Decided: July 23, 2009

Before:  MERCURE, J.P., SPAIN, LAHTINEN, MALONE JR. and STEIN, JJ. Myrlande Volmar, New York City, appellant pro se. Peckar & Abramson, L.L.P., River Edge, New Jersey (Elana Ben-Dov of counsel), for UPR Care Corporation, respondent.

Appeal from a decision of the Unemployment Insurance Appeal Board, filed January 7, 2008, which ruled that claimant was disqualified from receiving unemployment insurance benefits because her employment was terminated due to misconduct.

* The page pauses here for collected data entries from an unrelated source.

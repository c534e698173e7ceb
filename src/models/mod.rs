// src/models/mod.rs

//! Domain models for the monitor application.

mod alarm;
mod collection;
mod config;
mod item;

// Re-export all public types
pub use alarm::{AlarmRule, CompiledRule};
pub use collection::ItemCollection;
pub use config::{Config, MonitorConfig, ScraperConfig, StorageConfig, TopicsConfig};
pub use item::{CarDetails, Fingerprint, Item, TradeKind, parse_date, parse_date_at};

/// A monitored listing scope. Each topic keeps its own baseline and scan
/// cycle; a failure in one never blocks the other.
#[derive(Debug, Clone, Copy, PartialEq, Eq, Hash)]
pub enum Topic {
    /// All-categories listing index
    General,
    /// Car listings, with detail-page enrichment
    Cars,
}

impl Topic {
    /// Path segment appended to the region URL, empty for the general index.
    pub fn path(&self) -> &'static str {
        match self {
            Topic::General => "",
            Topic::Cars => "/autot",
        }
    }

    /// Short name used in logs and storage keys.
    pub fn name(&self) -> &'static str {
        match self {
            Topic::General => "general",
            Topic::Cars => "cars",
        }
    }
}
// src/main.rs

//! torivahti: tori.fi listing monitor CLI
//!
//! Long-running process: scans the classifieds index per topic, detects
//! new listings against a retained baseline, and alarms subscribed users
//! on matching saved searches.

use std::path::PathBuf;
use std::sync::Arc;

use clap::{Parser, Subcommand};

use torivahti::error::Result;
use torivahti::models::Config;
use torivahti::notify::{LogNotifier, Notifier};
use torivahti::pipeline;
use torivahti::storage::{ItemStore, JsonStore};

/// torivahti - classifieds monitor
#[derive(Parser, Debug)]
#[command(name = "torivahti", version, about = "tori.fi listing monitor")]
struct Cli {
    /// Path to the TOML configuration file
    #[arg(short, long, default_value = "data/config.toml")]
    config: PathBuf,

    /// Enable verbose logging
    #[arg(short, long)]
    verbose: bool,

    #[command(subcommand)]
    command: Command,
}

#[derive(Subcommand, Debug)]
enum Command {
    /// Monitor all enabled topics until interrupted
    Monitor,

    /// Run a single scan cycle per topic, then exit
    Scan,

    /// Validate the configuration file
    Validate,

    /// Show the persisted baselines
    Show,
}

/// Initialize logging based on verbosity flag.
fn init_logging(verbose: bool) {
    let level = if verbose { "debug" } else { "info" };
    env_logger::Builder::from_env(env_logger::Env::default().default_filter_or(level))
        .format_timestamp_secs()
        .init();
}

async fn show_baselines(store: &JsonStore) -> Result<()> {
    let items = store.get_items(None).await?;
    let cars = store.get_cars().await?;
    println!("general: {} items", items.len());
    for item in &items {
        println!("{}", item);
    }
    println!("cars: {} items", cars.len());
    for item in &cars {
        println!("{}", item);
    }
    Ok(())
}

/// Main entry point for the CLI application.
#[tokio::main]
async fn main() -> Result<()> {
    let cli = Cli::parse();
    init_logging(cli.verbose);

    let config = Arc::new(Config::load_or_default(&cli.config));
    let store = JsonStore::new(&config.storage.data_dir);
    let notifier: Arc<dyn Notifier> = Arc::new(LogNotifier);

    match cli.command {
        Command::Monitor => {
            config.validate()?;
            pipeline::run_monitor(config.clone(), Arc::new(store), notifier).await?;
        }
        Command::Scan => {
            config.validate()?;
            pipeline::run_scan(config.clone(), Arc::new(store), notifier).await?;
        }
        Command::Validate => {
            config.validate()?;
            println!("configuration OK");
        }
        Command::Show => {
            show_baselines(&store).await?;
        }
    }

    Ok(())
}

Claimant worked as a certified nursing assistant in a nursing home for approximately five years.   In December 2006, her supervisor, the director of nursing, observed claimant shouting at an agitated, wheelchair-bound dementia patient in the facility's dining room.   Attempting to calm the patient, the supervisor asked claimant to leave the area.   Claimant refused and continued yelling until another employee convinced her to walk away.   Moreover, claimant remained in the vicinity until her supervisor had stabilized the patient, then began screaming at her supervisor.   Following an investigation, claimant was discharged from her position for failing to follow the direction of a supervisor and placing a resident at risk.   She applied for unemployment insurance benefits, but the Unemployment Insurance Appeal Board disqualified her from receiving them on the basis that her employment was terminated due to misconduct.   Claimant appeals.

 We affirm.   Failure to follow an employer's reasonable instructions is insubordinate behavior constituting disqualifying misconduct (Matter of Melendez [American Specialties, Inc.-Commissioner of Labor], 43 A.D.3d 1242, 1243, 841 N.Y.S.2d 726 [2007] ).   Here, claimant refused to walk away from the patient despite an instruction to do so and instead engaged in a shouting match with her, thereby exacerbating the situation and jeopardizing the patient's safety.   In our view, the foregoing constitutes substantial evidence supporting the Board's determination that claimant was terminated for insubordination and we decline to disturb it (see Matter of Coon [Commissioner of Labor], 43 A.D.3d 1225, 1226, 841 N.Y.S.2d 417 [2007] ).   Claimant denied the allegations levied against her, but her testimony created a credibility issue for the Board to resolve (see Matter of Piervencenti [Crest/Good Mfg. Co., Inc.-Commissioner of Labor], 39 A.D.3d 1108, 1109, 834 N.Y.S.2d 404 [2007] ).

ORDERED that the decision is affirmed, without costs.